Jaiyl District (Жайыл району), formerly called Kalinin District until May 1993, is a district of Chüy Region in northern Kyrgyzstan. Its area is 3453 km2, and its resident population was 112,211 in 2021. The administrative seat lies at Kara-Balta. It also administers an exclave in the southwestern heel of Chüy Region (the Suusamyr Valley, not on map at right), separated from the rest of the Jayyl District by the Panfilov District.

==Populated places==
In total, Jayyl District include 1 town and 36 settlements in 12 rural communities (ayyl aymagy). Each rural community can consist of one or several villages. The rural communities and settlements in the Jayyl District are:

1. town Kara-Balta (town of district significance)

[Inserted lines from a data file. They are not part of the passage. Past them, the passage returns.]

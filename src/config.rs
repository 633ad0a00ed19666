use chrono::{DateTime, Months, NaiveDate, NaiveTime, Utc};
use serde::{Deserialize, Serialize};
use std::time::Duration;

use crate::error::{DormantError, Result};

#[derive(Debug, Clone, Default, Serialize, Deserialize)]
pub struct FetchConfig {
    pub github: GitHubConfig,
    pub rate_limiting: RateLimitConfig,
    pub concurrency: ConcurrencyConfig,
}

#[derive(Debug, Clone, Serialize, Deserialize)]
pub struct GitHubConfig {
    pub token_env_var: String,
    pub api_base_url: String,
    pub user_agent: String,
    pub timeout_seconds: u64,
}

impl Default for GitHubConfig {
    fn default() -> Self {
        Self {
            token_env_var: "GITHUB_TOKEN".to_string(),
            api_base_url: "https://api.github.com".to_string(),
            user_agent: "dormant-users/0.1.0".to_string(),
            timeout_seconds: 30,
        }
    }
}

impl GitHubConfig {
    pub fn timeout(&self) -> Duration {
        Duration::from_secs(self.timeout_seconds)
    }

    pub fn token(&self) -> Result<String> {
        std::env::var(&self.token_env_var).map_err(|_| {
            DormantError::AuthError(format!("{} environment variable not set", self.token_env_var))
        })
    }
}

#[derive(Debug, Clone, Serialize, Deserialize)]
pub struct RateLimitConfig {
    /// Upper bound on requests in flight across every worker pool.
    pub max_concurrent_requests: usize,
    /// Hourly quota assumed when the preflight probe is skipped or fails.
    pub default_hourly_limit: u32,
    /// Fraction of the remaining quota the pacer is allowed to spend.
    pub safety_factor: f64,
    pub burst: u32,
    pub reset_buffer_seconds: u64,
    pub max_attempts: usize,
    pub initial_backoff_ms: u64,
    pub max_backoff_ms: u64,
    pub preflight_probe: bool,
}

impl Default for RateLimitConfig {
    fn default() -> Self {
        Self {
            max_concurrent_requests: 10,
            default_hourly_limit: 5000,
            safety_factor: 0.9,
            burst: 1,
            reset_buffer_seconds: 5,
            max_attempts: 5,
            initial_backoff_ms: 1000,
            max_backoff_ms: 60_000,
            preflight_probe: true,
        }
    }
}

impl RateLimitConfig {
    pub fn reset_buffer(&self) -> Duration {
        Duration::from_secs(self.reset_buffer_seconds)
    }
}

#[derive(Debug, Clone, Serialize, Deserialize)]
pub struct ConcurrencyConfig {
    pub page_workers: usize,
    pub repository_workers: usize,
    pub email_workers: usize,
}

impl Default for ConcurrencyConfig {
    fn default() -> Self {
        Self {
            page_workers: 5,
            repository_workers: 5,
            email_workers: 5,
        }
    }
}

/// Human input form of the cutoff date, e.g. `Jan 2 2006`.
pub const CUTOFF_INPUT_FORMAT: &str = "%b %d %Y";

/// The instant activity is counted from.
#[derive(Debug, Clone, Copy, PartialEq, Eq, Serialize, Deserialize)]
pub struct Cutoff(DateTime<Utc>);

impl Cutoff {
    pub fn parse(input: &str) -> Result<Self> {
        let date = NaiveDate::parse_from_str(input.trim(), CUTOFF_INPUT_FORMAT).map_err(|e| {
            DormantError::ConfigError(format!(
                "Invalid date '{}', expected a date like 'Jan 2 2006': {}",
                input, e
            ))
        })?;
        Ok(Self(date.and_time(NaiveTime::MIN).and_utc()))
    }

    pub fn from_datetime(instant: DateTime<Utc>) -> Self {
        Self(instant)
    }

    pub fn instant(&self) -> DateTime<Utc> {
        self.0
    }

    pub fn to_iso(&self) -> String {
        self.0.format("%Y-%m-%dT%H:%M:%SZ").to_string()
    }

    /// Rejects cutoffs in the future or further back than `window_months`.
    pub fn validate(&self, now: DateTime<Utc>, window_months: u32) -> Result<()> {
        if self.0 > now {
            return Err(DormantError::ConfigError(format!(
                "Date {} is in the future",
                self.to_iso()
            )));
        }
        let earliest = now
            .checked_sub_months(Months::new(window_months))
            .unwrap_or(DateTime::<Utc>::MIN_UTC);
        if self.0 < earliest {
            return Err(DormantError::ConfigError(format!(
                "Date must be within the last {} months",
                window_months
            )));
        }
        Ok(())
    }
}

2. Ak-Bashat (seat: Novonikolayevka; incl. Aydarbek, Ak-Bashat and Aral)
3. Jayyl (seat: Alekseyevka; incl. Jayyl)
4. Kara-Suu (seat: Stavropolovka; incl. Kara-Suu)
5. Krasnovostochny (seat: Kalinin; incl. Kaldyk and Kara-Döbö)
6. Kyzyl-Dyykan (seat: Petropavlovka; incl. Kyzyl-Dyykan)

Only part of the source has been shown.